(Stored data entries)

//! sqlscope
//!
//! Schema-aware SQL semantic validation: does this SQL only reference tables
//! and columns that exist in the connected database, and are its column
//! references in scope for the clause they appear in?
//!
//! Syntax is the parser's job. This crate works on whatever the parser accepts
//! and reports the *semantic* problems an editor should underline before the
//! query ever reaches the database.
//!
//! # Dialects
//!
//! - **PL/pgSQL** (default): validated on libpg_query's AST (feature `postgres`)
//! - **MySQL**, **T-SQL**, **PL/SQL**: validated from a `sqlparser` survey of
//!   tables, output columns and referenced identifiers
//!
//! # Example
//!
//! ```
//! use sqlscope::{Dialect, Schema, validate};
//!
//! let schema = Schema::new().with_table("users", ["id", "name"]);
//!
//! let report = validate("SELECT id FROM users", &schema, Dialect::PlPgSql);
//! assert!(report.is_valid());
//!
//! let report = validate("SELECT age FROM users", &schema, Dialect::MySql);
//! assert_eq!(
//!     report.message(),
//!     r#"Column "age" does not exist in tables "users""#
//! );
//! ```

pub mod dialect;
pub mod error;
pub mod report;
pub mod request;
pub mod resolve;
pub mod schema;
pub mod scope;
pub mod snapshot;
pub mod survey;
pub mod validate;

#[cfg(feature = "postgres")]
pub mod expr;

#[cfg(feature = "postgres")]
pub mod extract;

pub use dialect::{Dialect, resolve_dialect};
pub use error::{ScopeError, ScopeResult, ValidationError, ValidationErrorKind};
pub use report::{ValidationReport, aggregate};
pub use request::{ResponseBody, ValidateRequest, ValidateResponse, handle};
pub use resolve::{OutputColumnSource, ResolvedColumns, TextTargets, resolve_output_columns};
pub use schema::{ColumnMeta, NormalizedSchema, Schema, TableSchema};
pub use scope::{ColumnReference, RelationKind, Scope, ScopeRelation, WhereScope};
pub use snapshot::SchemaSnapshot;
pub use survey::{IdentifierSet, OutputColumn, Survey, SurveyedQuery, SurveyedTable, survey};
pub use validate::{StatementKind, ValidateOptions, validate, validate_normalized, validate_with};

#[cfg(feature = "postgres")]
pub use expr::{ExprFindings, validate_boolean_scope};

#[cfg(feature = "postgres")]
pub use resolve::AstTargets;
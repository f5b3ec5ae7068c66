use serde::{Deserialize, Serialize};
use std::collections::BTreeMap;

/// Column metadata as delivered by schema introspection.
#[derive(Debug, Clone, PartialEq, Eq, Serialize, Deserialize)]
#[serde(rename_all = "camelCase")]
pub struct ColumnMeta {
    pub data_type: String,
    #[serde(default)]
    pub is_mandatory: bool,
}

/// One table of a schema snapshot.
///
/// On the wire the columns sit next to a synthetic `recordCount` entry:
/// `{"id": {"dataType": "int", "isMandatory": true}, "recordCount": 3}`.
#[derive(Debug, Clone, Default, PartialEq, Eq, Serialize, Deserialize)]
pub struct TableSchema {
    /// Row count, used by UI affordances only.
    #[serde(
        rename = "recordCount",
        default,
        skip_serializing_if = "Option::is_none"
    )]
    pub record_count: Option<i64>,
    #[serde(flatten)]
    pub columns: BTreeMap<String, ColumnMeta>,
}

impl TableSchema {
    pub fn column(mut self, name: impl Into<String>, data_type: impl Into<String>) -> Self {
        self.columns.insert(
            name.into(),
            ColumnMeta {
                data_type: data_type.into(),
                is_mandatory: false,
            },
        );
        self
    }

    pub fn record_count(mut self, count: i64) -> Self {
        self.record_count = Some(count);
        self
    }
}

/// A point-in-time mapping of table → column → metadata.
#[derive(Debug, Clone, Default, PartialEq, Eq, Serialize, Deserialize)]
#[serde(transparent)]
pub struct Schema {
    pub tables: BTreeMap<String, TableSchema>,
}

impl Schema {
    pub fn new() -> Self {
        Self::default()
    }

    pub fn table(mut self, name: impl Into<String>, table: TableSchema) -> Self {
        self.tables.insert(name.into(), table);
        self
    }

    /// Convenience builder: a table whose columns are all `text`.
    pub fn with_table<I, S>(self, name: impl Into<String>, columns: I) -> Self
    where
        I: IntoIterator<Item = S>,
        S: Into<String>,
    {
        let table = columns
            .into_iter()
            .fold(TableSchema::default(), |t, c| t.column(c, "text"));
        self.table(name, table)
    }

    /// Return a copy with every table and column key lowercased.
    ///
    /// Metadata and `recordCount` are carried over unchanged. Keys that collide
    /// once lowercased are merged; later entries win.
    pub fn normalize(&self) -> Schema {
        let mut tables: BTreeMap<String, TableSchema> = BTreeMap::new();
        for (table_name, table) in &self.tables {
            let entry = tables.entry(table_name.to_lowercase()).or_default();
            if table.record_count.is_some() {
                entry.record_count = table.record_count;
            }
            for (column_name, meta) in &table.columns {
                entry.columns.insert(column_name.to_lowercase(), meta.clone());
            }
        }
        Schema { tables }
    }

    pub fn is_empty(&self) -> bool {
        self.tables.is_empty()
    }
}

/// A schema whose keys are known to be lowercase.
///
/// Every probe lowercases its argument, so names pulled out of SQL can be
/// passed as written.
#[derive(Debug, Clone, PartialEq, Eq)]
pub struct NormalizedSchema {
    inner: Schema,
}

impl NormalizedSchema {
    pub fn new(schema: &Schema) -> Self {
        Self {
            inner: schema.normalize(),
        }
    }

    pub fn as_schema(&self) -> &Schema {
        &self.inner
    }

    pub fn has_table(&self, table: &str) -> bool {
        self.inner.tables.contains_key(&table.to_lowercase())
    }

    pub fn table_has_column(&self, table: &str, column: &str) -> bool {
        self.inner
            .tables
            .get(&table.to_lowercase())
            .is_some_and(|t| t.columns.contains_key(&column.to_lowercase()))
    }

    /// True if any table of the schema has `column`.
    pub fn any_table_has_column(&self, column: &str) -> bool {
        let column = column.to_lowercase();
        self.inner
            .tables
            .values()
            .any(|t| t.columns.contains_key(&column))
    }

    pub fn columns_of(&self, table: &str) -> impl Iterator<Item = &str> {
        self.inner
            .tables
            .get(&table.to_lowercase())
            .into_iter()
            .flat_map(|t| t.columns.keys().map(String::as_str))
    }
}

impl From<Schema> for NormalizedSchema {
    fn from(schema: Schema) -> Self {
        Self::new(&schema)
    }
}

ASSIGNMENT:
Once you reach the line that contains "column key lowercased.", print it and every line after it exactly as written, stopping at the last line of the records and adding nothing.

REPLY:
    /// Return a copy with every table and column key lowercased.
    ///
    /// Metadata and `recordCount` are carried over unchanged. Keys that collide
    /// once lowercased are merged; later entries win.
    pub fn normalize(&self) -> Schema {
        let mut tables: BTreeMap<String, TableSchema> = BTreeMap::new();
        for (table_name, table) in &self.tables {
            let entry = tables.entry(table_name.to_lowercase()).or_default();
            if table.record_count.is_some() {
                entry.record_count = table.record_count;
            }
            for (column_name, meta) in &table.columns {
                entry.columns.insert(column_name.to_lowercase(), meta.clone());
            }
        }
        Schema { tables }
    }

    pub fn is_empty(&self) -> bool {
        self.tables.is_empty()
    }
}

/// A schema whose keys are known to be lowercase.
///
/// Every probe lowercases its argument, so names pulled out of SQL can be
/// passed as written.
#[derive(Debug, Clone, PartialEq, Eq)]
pub struct NormalizedSchema {
    inner: Schema,
}

impl NormalizedSchema {
    pub fn new(schema: &Schema) -> Self {
        Self {
            inner: schema.normalize(),
        }
    }

    pub fn as_schema(&self) -> &Schema {
        &self.inner
    }

    pub fn has_table(&self, table: &str) -> bool {
        self.inner.tables.contains_key(&table.to_lowercase())
    }

    pub fn table_has_column(&self, table: &str, column: &str) -> bool {
        self.inner
            .tables
            .get(&table.to_lowercase())
            .is_some_and(|t| t.columns.contains_key(&column.to_lowercase()))
    }

    /// True if any table of the schema has `column`.
    pub fn any_table_has_column(&self, column: &str) -> bool {
        let column = column.to_lowercase();
        self.inner
            .tables
            .values()
            .any(|t| t.columns.contains_key(&column))
    }

    pub fn columns_of(&self, table: &str) -> impl Iterator<Item = &str> {
        self.inner
            .tables
            .get(&table.to_lowercase())
            .into_iter()
            .flat_map(|t| t.columns.keys().map(String::as_str))
    }
}

impl From<Schema> for NormalizedSchema {
    fn from(schema: Schema) -> Self {
        Self::new(&schema)
    }
}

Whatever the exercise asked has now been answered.